所有についての欲求「我有化」の全体的感想

 
一連の記述を簡潔にまとめれば、「《為す》欲求、《持つ》欲求は結局、世界-対自という自己性の回路における、世界を媒介とした《ある》欲求でしかない。よってすべての欲求は根本的に存在欲求である」ということになる。サルトルはこのことを、スキーや自転車といった具体的な例を手掛かりに説明していた。これらの記述内容を一般化して概念化たらしめるのは、読者の仕事というわけである。だが、一見すると少しわかりにくい点もある。例えば、スキーによって雪山の絶対的な即自性を所有する場合、我々が雪山によって所有したいと欲求する即自の存在類型は、その絶対的な同質性である。それゆえ、滑走の理想的なありかたは「跡形も残さないこと」だとされた。

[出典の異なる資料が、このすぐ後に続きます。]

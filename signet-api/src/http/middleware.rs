//! Request-pipeline stage middleware
//!
//! Each function here is one stage of the assembled chain; the order
//! they are wired in is owned by `pipeline::PipelineAssembler`.

use std::net::IpAddr;

use axum::{
    extract::{Request, State},
    http::{header, HeaderValue},
    middleware::Next,
    response::{IntoResponse, Redirect, Response},
};

use crate::http::{error::AppError, pages, AppState};

/// `Strict-Transport-Security` value stamped in production. 30 days,
/// matching the framework default the original deployment relied on.
const HSTS_VALUE: &str = "max-age=2592000";

/// Client-address and scheme fields rewritten from trusted forwarding
/// headers, available to downstream endpoints as a request extension.
#[derive(Debug, Clone, PartialEq, Eq)]
pub struct ForwardedClient {
    pub address: Option<IpAddr>,
    pub scheme: Option<String>,
}

/// Error-reporting stage (first in the chain).
///
/// Development passes verbose error bodies through untouched. In
/// production every response carries HSTS and server faults are
/// rendered as the generic error page, so request failures never leak
/// detail and never escape to terminate the process.
pub async fn error_reporting(
    State(state): State<AppState>,
    req: Request,
    next: Next,
) -> Response {
    let mode = state.registry.config.server.environment;
    let mut response = next.run(req).await;

    if mode.is_development() {
        return response;
    }

    response.headers_mut().insert(
        header::STRICT_TRANSPORT_SECURITY,
        HeaderValue::from_static(HSTS_VALUE),
    );

    if response.status().is_server_error() {
        let status = response.status();
        let mut generic =
            (status, axum::response::Html(pages::generic_error_page())).into_response();
        generic.headers_mut().insert(
            header::STRICT_TRANSPORT_SECURITY,
            HeaderValue::from_static(HSTS_VALUE),
        );
        return generic;
    }

    response
}

/// Transport-redirect stage: upgrades insecure transport.
///
/// Runs before proxy trust, so it reads the forwarding-protocol header
/// directly to avoid redirect loops behind a TLS-terminating proxy.
pub async fn transport_redirect(
    State(state): State<AppState>,
    req: Request,
    next: Next,
) -> Response {
    if !state.registry.config.server.require_https {
        return next.run(req).await;
    }

    if forwarded_proto(&req).as_deref() == Some("https") {
        return next.run(req).await;
    }

    if let Some(host) = req
        .headers()
        .get(header::HOST)
        .and_then(|v| v.to_str().ok())
    {
        let path_and_query = req
            .uri()
            .path_and_query()
            .map_or("/", |pq| pq.as_str());
        let location = format!("https://{host}{path_and_query}");
        return Redirect::temporary(&location).into_response();
    }

    // Cannot build a redirect without a host; let the request through
    next.run(req).await
}

/// Localization stage: resolves the request's cultures using the
/// configured policy and exposes them as an extension.
pub async fn localization(
    State(state): State<AppState>,
    mut req: Request,
    next: Next,
) -> Response {
    let resolved = state.registry.localization.resolve(req.headers());
    req.extensions_mut().insert(resolved);
    next.run(req).await
}

/// Proxy-trust stage: rewrites client address and scheme from the
/// trusted forwarding headers (client-address and protocol forwarding
/// only). Wired as a route layer so it runs after the routing match
/// and before endpoint execution.
pub async fn proxy_trust(mut req: Request, next: Next) -> Response {
    let address = req
        .headers()
        .get("x-forwarded-for")
        .and_then(|v| v.to_str().ok())
        .and_then(|v| v.split(',').next())
        .map(str::trim)
        .and_then(|v| v.parse::<IpAddr>().ok());

    let scheme = forwarded_proto(&req);

    req.extensions_mut().insert(ForwardedClient { address, scheme });
    next.run(req).await
}

/// Endpoints reachable without credentials when pipeline enforcement
/// is enabled: the protocol engine's surface, static assets, probes,
/// and the public pages.
const PUBLIC_PREFIXES: &[&str] = &["/.well-known", "/connect", "/assets", "/health", "/home"];

/// Access-control stage, present only under
/// `AccessControlPolicy::Pipeline`.
///
/// Rejects anonymous requests to non-public endpoints. Credential
/// validation itself stays with the protocol engine; this stage only
/// enforces that one was presented.
pub async fn access_control(req: Request, next: Next) -> Response {
    let path = req.uri().path();
    let public = path == "/" || PUBLIC_PREFIXES.iter().any(|p| path.starts_with(p));

    if public || req.headers().contains_key(header::AUTHORIZATION) {
        next.run(req).await
    } else {
        AppError::unauthorized("Authentication required").into_response()
    }
}

fn forwarded_proto(req: &Request) -> Option<String> {
    req.headers()
        .get("x-forwarded-proto")
        .and_then(|v| v.to_str().ok())
        .and_then(|v| v.split(',').next())
        .map(|s| s.trim().to_ascii_lowercase())
}
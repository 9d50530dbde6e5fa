mod migrations;
mod server;

use std::sync::Arc;
use std::time::Duration;

use anyhow::Result;
use tracing::{error, info};

use signet_api::PipelineAssembler;
use signet_core::{
    bootstrap::{
        ensure_admin, init_database, init_services, load_config, select_signing_credential,
        RegistryHandle,
    },
    logging,
    repository::PgIdentityStore,
    Config,
};

use server::SignetServer;

#[tokio::main]
async fn main() -> Result<()> {
    // 1. Load and validate configuration (fail fast on misconfigurations)
    let config = load_config()?;

    // 2. Initialize logging
    logging::init_logging(&config.logging)?;
    info!("Signet identity provider starting...");
    info!("HTTP address: {}", config.http_address());
    info!("Issuer: {}", config.server.issuer);
    info!("Environment: {:?}", config.server.environment);

    // 3. Run the bootstrap sequence under the startup deadline. Every
    // failure here is fatal: the process must never serve requests
    // against a half-migrated or admin-less store.
    let deadline = Duration::from_secs(config.startup.timeout_seconds);
    let registry = match tokio::time::timeout(deadline, bootstrap(config)).await {
        Ok(Ok(registry)) => registry,
        Ok(Err(e)) => {
            error!("Startup failed: {:#}", e);
            return Err(e);
        }
        Err(_) => {
            error!("Startup deadline of {}s exceeded", deadline.as_secs());
            return Err(anyhow::anyhow!(
                "Startup deadline of {}s exceeded",
                deadline.as_secs()
            ));
        }
    };

    // 8. Assemble the request pipeline. The protocol engine mounts its
    // routes here; an empty router keeps the discovery surface only.
    let (router, stages) = PipelineAssembler::new(registry.clone()).assemble(axum::Router::new());
    info!("Pipeline: {}", stages);

    // 9. Serve until shutdown
    let server = SignetServer::new(registry, router);
    server.start().await
}

/// Ordered bootstrap: pool, migrations, admin seeding, signing
/// credential, service container.
async fn bootstrap(config: Config) -> Result<RegistryHandle> {
    let config = Arc::new(config);

    // 4. Database pool
    let pool = init_database(&config).await?;

    // 5. Migrate every logical store (grant -> configuration -> identity)
    let gateway = migrations::gateway(&pool);
    gateway.migrate().await?;

    // 6. Seed the administrative principal
    let identity_store = PgIdentityStore::new(pool.clone());
    let admin = ensure_admin(&identity_store, &config.admin).await?;
    info!(username = %admin.username, "Administrative principal ready");

    // 7. Signing credential and service container
    let signing = select_signing_credential(&config.signing, config.server.environment)?;
    let registry = init_services(pool, config, signing)?;

    Ok(registry)
}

要約では省略したが、サルトルはその理想的限界を表すものとしてモーターボード、水上スキーを例示している。「雪の上に我々のスキーの残した跡形を我々が背後に眺めるとき、常に我々を襲う軽い失望、『我々の通った後で、雪が元通りの姿になってくれたら、どんなにいいだろう!』という失望が、由来する。さらに、我々が斜面を滑り降りるとき、我々は何のしるしもとどめていないという錯覚にとらわれる。我々は雪に向かって、雪が密かに水のようであって欲しいと願う…」これはまた、先に認識欲求の場合に記述された性的欲望との類似、すなわち、肉体的《所有》は身体に何の痕跡も残さない愛撫によって象徴される、ということが、野外スポーツの場合も当てはまることを示している。一方で、対象の微小な連続的破壊である摩耗は、それが対象の絶対的な即自性を毀損するものであるにもかかわらず、同じく対自の所有欲求を満たす。ただこの場合は対象の絶対的な即自性を、その一つの顕著な存在類型において所有するのではなく、対象の破壊によって「自己の無」を対象存在の内に刻み込むことによってである。だが、即自の絶対性の所有と破壊的我有化という、この二つの所有欲求は、一見して明確に区別できるわけではないように思われる。例えばスキーの場合なら、私は雪山に残した私の足跡、スキーの痕跡によって、雪山をその絶対的な即自性においてではなく、破壊的我有化の企てにおいて所有したいと思う場合もありうる。それゆえこの区別が問題になる場合がありうるのだが、サルトルはこの場合についてもおそらく、「実存的精神分析はいっそう遠く被験者の根原的な企てを探り、この被験者が創作よりもむしろ破壊によって『我がものとすること』を選んだのは何ゆえであるかを自問しなければならない」として、特に新たな言及はしないだろう。それゆえ、被験者がスキーが趣味だからといって、直ちに即自の絶対的同質性の所有欲求を見いだすのは禁物ということになるが、精神分析の困った点は、それが心理学的傾向を含むことにあり、要するに「何とでも言える」傾向があることである。まして非-科学的な「象徴」という概念を手がかりとするのだから、対象と心理との魔術的な結びつきの可能性は更に際限がなくなる。実存的精神分析はあくまでも、精神分析的方法によって客観的に被験者の根原的な企てを明らかにすると主張するが、この客観的というのがいかにして保証されるのかが、本書では十分に述べられていないように思われる。